Es lebe der Hundewald!

Limfjord

Es ging um eine größere Sache, wir rochen den Braten gleich. Madame et Monsieur packten und packten und packten. Wanderten wir etwa aus? Janni checkte die rote Tasche, die nach unserem Dinner roch. Waren wirklich genug Würstchen drin?

In dem allgemeinen Tohuwabohu hatten wir Angst, vergessen zu werden. Janni machte von seinen Türöffner-Fähigkeiten Gebrauch, knackte das Gartentor, lief zur offenen Blechhöhle und machte es sich schon mal bequem. Madame et Monsieur rannten weiter hin und her.

Vermisste mich keiner? Bei der Blechhöhle angekommen musste ich mit Bestürzung feststellen, dass die hinteren Gucklöcher abgedunkelt waren. Zum Pferdeäpfelpürieren! Wie sollte ich so die Angriffe der imperialen Höllenmaschinen abwehren? Oder sehen, wohin die Reise ging? Ich plädierte für Strandurlaub.

Einmal Strandurlaub, bitte!

Janni stupste die angelehnte Blechhöhlentür von innen auf, damit ich reinhüpfen konnte. Mit einem Mal begriffen Madame et Monsieur, dass wir startklar waren und schauten uns mit runden Augen an. „Na, logisch, wir warten nur auf euch!“, signalisierte ich. Dass die Lutscher auch immer so herumtrödeln mussten!

Monsieur gab Gas, und ich ließ mir den liebgewonnenen Job als Miss Controlletti nicht von zwei stümperhaft angebrachten Pfotentüchern versauen. Madame et Monsieur wirkten wenig begeistert von meinen Pflichtübungen, doch ich konnte nicht auf alles und jeden Rücksicht nehmen.

Erst als wir dänischen Boden erreichten, legte ich mich ruhigen Gewissens ab. Hier konnte ich nichts mehr tun, es lag außerhalb meines Hoheitsgebietes. Schon bei unserer ersten Pinkelpause stellte ich mit Begeisterung fest, wie gut organisiert die Dänenlutscher waren.

The way of picknick life

Sie schienen ein zünftiges Outdoor-Lunch zu lieben. Für unsereins gab es einen speziellen Gassiweg, doch ich wollte lieber picknicken. Madame et Monsieur hatten zwar Würstchen für uns, aber nichts für sich selber eingepackt. Als pragmatischer Hund zog ich sie zu den besetzten Tischen.

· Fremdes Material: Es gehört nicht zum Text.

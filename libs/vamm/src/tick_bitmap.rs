//! Sparse bitmap of initialized ticks
//!
//! Compressed tick `tick / spacing` (floored) maps to word `compressed >> 8`
//! and bit `compressed & 0xff`. Words that become empty are dropped, so the map
//! only holds words with at least one initialized tick.

use primitive_types::U256;
use std::collections::HashMap;

#[derive(Debug, Clone, Default, PartialEq, Eq)]
pub struct TickBitmap {
    words: HashMap<i16, U256>,
}

fn compress(tick: i32, tick_spacing: i32) -> i32 {
    tick.div_euclid(tick_spacing)
}

fn position(compressed: i32) -> (i16, u8) {
    ((compressed >> 8) as i16, (compressed & 0xff) as u8)
}

fn most_significant_bit(word: U256) -> u8 {
    (255 - word.leading_zeros()) as u8
}

fn least_significant_bit(word: U256) -> u8 {
    word.trailing_zeros() as u8
}

impl TickBitmap {
    pub fn new() -> Self {
        Self::default()
    }

    /// Toggle the bit of an aligned tick
    pub fn flip_tick(&mut self, tick: i32, tick_spacing: i32) {
        let (word_pos, bit_pos) = position(compress(tick, tick_spacing));
        let mask = U256::one() << bit_pos;
        let word = self.words.get(&word_pos).copied().unwrap_or_default() ^ mask;
        if word.is_zero() {
            self.words.remove(&word_pos);
        } else {
            self.words.insert(word_pos, word);
        }
    }

    pub fn is_initialized(&self, tick: i32, tick_spacing: i32) -> bool {
        let (word_pos, bit_pos) = position(compress(tick, tick_spacing));
        self.words
            .get(&word_pos)
            .map(|word| word.bit(bit_pos as usize))
            .unwrap_or(false)
    }

    /// Number of words currently holding at least one set bit
    pub fn word_count(&self) -> usize {
        self.words.len()
    }

    /// Next initialized tick inside the word of `tick`.
    ///
    /// `lte` searches at or below `tick`; otherwise strictly above. When the
    /// word has no candidate, returns the word boundary with `false`. The
    /// returned tick may lie outside the global tick bounds.
    pub fn next_initialized_tick_within_one_word(
        &self,
        tick: i32,
        tick_spacing: i32,
        lte: bool,
    ) -> (i32, bool) {
        let compressed = compress(tick, tick_spacing);

        if lte {
            let (word_pos, bit_pos) = position(compressed);
            // all bits at or to the right of bit_pos
            let mask = (U256::one() << bit_pos) - U256::one() + (U256::one() << bit_pos);
            let masked = self.words.get(&word_pos).copied().unwrap_or_default() & mask;

            if masked.is_zero() {
                ((compressed - bit_pos as i32) * tick_spacing, false)
            } else {
                let offset = bit_pos as i32 - most_significant_bit(masked) as i32;
                ((compressed - offset) * tick_spacing, true)
            }
        } else {
            let (word_pos, bit_pos) = position(compressed + 1);
            // all bits at or to the left of bit_pos
            let mask = !((U256::one() << bit_pos) - U256::one());
            let masked = self.words.get(&word_pos).copied().unwrap_or_default() & mask;

            if masked.is_zero() {
                ((compressed + 1 + (255 - bit_pos as i32)) * tick_spacing, false)
            } else {
                let offset = least_significant_bit(masked) as i32 - bit_pos as i32;
                ((compressed + 1 + offset) * tick_spacing, true)
            }
        }
    }
}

Irgendjemand würde ihnen schon einen Bissen abgeben, hungrig, wie sie aussahen. Stattdessen wollten die beiden weiterziehen. Picknicken würden wir auch bald, versprachen sie noch. So etwas vergaß mein Pferdegedächtnis nie!

Dann erreichten wir unsere Unterkunft für die nächsten Tage. Sie lag an einem See, ich musste noch vor dem Dinner neben Elefanten posen. Ja, waren wir denn im Dschungel? Es schien fast so. Janni hatten zu einigen der Rüsselmöpse ein gutes Verhältnis, zu anderen weniger. Der beim Restaurant zum Beispiel störte ihn.

Einen stolzen Beardie kann nichts erschüttern.

Nichtsdestotrotz freuten wir uns, weil uns die Lutscher wie gewohnt zu Pfoten lagen. Vielleicht sogar noch einen Tick mehr. Janni schloss spontan Freundschaft mit einer Servicelutscherin, die ziemlich wild mit ihm spielte. Ganz nach seinem Geschmack also.

Nur die Hütte hätte etwas größer sein können, man trat sich bei jedem Schritt auf die Pfoten. Ergo wollte ich lieber in der Blechhöhe übernachten. Oder auf dem Bett neben Madame. Monsieur legte sich dann freiwillig neben Janni, weil der bei jedem Pups der Nachbarn Alarm meldete.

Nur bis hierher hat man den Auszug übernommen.